Speaking to WMUR, Fisher admitted to writing at least some of the material attributed to him, which he characterized as "some injudicious things about the opposite sex following a bad breakup", including, from a 2008 post:

Rape isn't an absolute bad, because the rapist I think probably likes it a lot. I think he'd say it's quite good, really. ... . I think rape is bad, I'm not arguing for it. I'm arguing against the idea of an absolute truth.

Fisher also told WMUR:

That was an out-of-context quote from a nearly decade-old debate about the failings of moral relativism."

Following bipartisan comments calling for him to resign from his state House of Representatives seat, Fisher stated in April that he did not plan to do so.

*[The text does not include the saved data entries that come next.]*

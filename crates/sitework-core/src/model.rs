//! Contract and variation records as served by the project API.
//!
//! Every numeric field is coerced through [`crate::coerce`] at
//! deserialization, so the API may send numbers or formatted strings.
//! Fields that the summary does not use are ignored.

use serde::{Deserialize, Serialize};
use serde_json::Value;

use crate::coerce::lenient;

/// How a contract is financed.
#[derive(Debug, Clone, Copy, PartialEq, Eq, Hash, Default, Serialize, Deserialize)]
#[serde(rename_all = "snake_case", from = "Value")]
pub enum Classification {
    /// Split between a bank-financed share and an owner-financed share.
    HousingLoanProgram,
    PrivateFunding,
    /// Empty, missing, non-string, or any value the API adds later.
    #[default]
    Unclassified,
}

impl From<Value> for Classification {
    fn from(raw: Value) -> Self {
        match raw.as_str().map(str::trim) {
            Some("housing_loan_program") => Self::HousingLoanProgram,
            Some("private_funding") => Self::PrivateFunding,
            _ => Self::Unclassified,
        }
    }
}

impl Classification {
    /// Whether part of the contract value is carried by the bank.
    pub fn has_bank_share(self) -> bool {
        matches!(self, Self::HousingLoanProgram)
    }
}

/// How a consultant's extra fee ("rider") is expressed.
#[derive(Debug, Clone, Copy, PartialEq, Eq, Hash, Default, Serialize, Deserialize)]
#[serde(rename_all = "snake_case", from = "Value")]
pub enum ExtraMode {
    /// Percentage of the side's net after the base consultant fee.
    Percent,
    /// Flat amount.
    Fixed,
    #[default]
    Unset,
}

impl From<Value> for ExtraMode {
    fn from(raw: Value) -> Self {
        match raw.as_str().map(str::trim) {
            Some("percent") => Self::Percent,
            Some("fixed") => Self::Fixed,
            _ => Self::Unset,
        }
    }
}

/// A contract as returned by the contracts endpoint.
#[derive(Debug, Clone, PartialEq, Default, Serialize, Deserialize)]
#[serde(default)]
pub struct Contract {
    #[serde(deserialize_with = "lenient::opt_id")]
    pub id: Option<u64>,
    #[serde(deserialize_with = "lenient::opt_id")]
    pub project: Option<u64>,

    #[serde(deserialize_with = "lenient::amount")]
    pub total_project_value: f64,
    pub contract_classification: Classification,
    #[serde(deserialize_with = "lenient::amount")]
    pub total_bank_value: f64,
    /// Stored owner share; trusted only while it matches the live split.
    #[serde(deserialize_with = "lenient::opt_amount")]
    pub total_owner_value: Option<f64>,

    #[serde(deserialize_with = "lenient::flag")]
    pub owner_includes_consultant: bool,
    #[serde(deserialize_with = "lenient::amount")]
    pub owner_fee_design_percent: f64,
    #[serde(deserialize_with = "lenient::amount")]
    pub owner_fee_supervision_percent: f64,
    pub owner_fee_extra_mode: ExtraMode,
    #[serde(deserialize_with = "lenient::amount")]
    pub owner_fee_extra_value: f64,
    #[serde(deserialize_with = "lenient::text")]
    pub owner_fee_extra_description: String,

    #[serde(deserialize_with = "lenient::flag")]
    pub bank_includes_consultant: bool,
    #[serde(deserialize_with = "lenient::amount")]
    pub bank_fee_design_percent: f64,
    #[serde(deserialize_with = "lenient::amount")]
    pub bank_fee_supervision_percent: f64,
    pub bank_fee_extra_mode: ExtraMode,
    #[serde(deserialize_with = "lenient::amount")]
    pub bank_fee_extra_value: f64,
    #[serde(deserialize_with = "lenient::text")]
    pub bank_fee_extra_description: String,
}

/// Consultant fee terms for one financing side.
#[derive(Debug, Clone, Copy, PartialEq)]
pub struct SideTerms<'a> {
    pub includes_consultant: bool,
    pub design_percent: f64,
    pub supervision_percent: f64,
    pub extra_mode: ExtraMode,
    pub extra_value: f64,
    pub extra_description: &'a str,
}

impl Contract {
    pub fn owner_terms(&self) -> SideTerms<'_> {
        SideTerms {
            includes_consultant: self.owner_includes_consultant,
            design_percent: self.owner_fee_design_percent,
            supervision_percent: self.owner_fee_supervision_percent,
            extra_mode: self.owner_fee_extra_mode,
            extra_value: self.owner_fee_extra_value,
            extra_description: &self.owner_fee_extra_description,
        }
    }

    pub fn bank_terms(&self) -> SideTerms<'_> {
        SideTerms {
            includes_consultant: self.bank_includes_consultant,
            design_percent: self.bank_fee_design_percent,
            supervision_percent: self.bank_fee_supervision_percent,
            extra_mode: self.bank_fee_extra_mode,
            extra_value: self.bank_fee_extra_value,
            extra_description: &self.bank_fee_extra_description,
        }
    }
}

/// A price-variation (change) order. Only the burdened amount is used.
#[derive(Debug, Clone, PartialEq, Default, Serialize, Deserialize)]
#[serde(default)]
pub struct Variation {
    #[serde(deserialize_with = "lenient::opt_id")]
    pub id: Option<u64>,
    #[serde(deserialize_with = "lenient::opt_id")]
    pub project: Option<u64>,
    #[serde(deserialize_with = "lenient::opt_id")]
    pub contract: Option<u64>,
    #[serde(deserialize_with = "lenient::amount")]
    pub net_amount_with_vat: f64,
}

On May 17, a Republican-led House committee voted 8-6 along party lines to recommend no disciplinary action against Fisher. Less than an hour later, while an investigation for perjury was getting started, Fisher resigned under social and political pressure. House Minority Leader Steve Shurtleff had called for a perjury investigation by the state attorney general's office, but said that Fisher's resignation made this no longer necessary.

==Personal life==
Fisher is an atheist.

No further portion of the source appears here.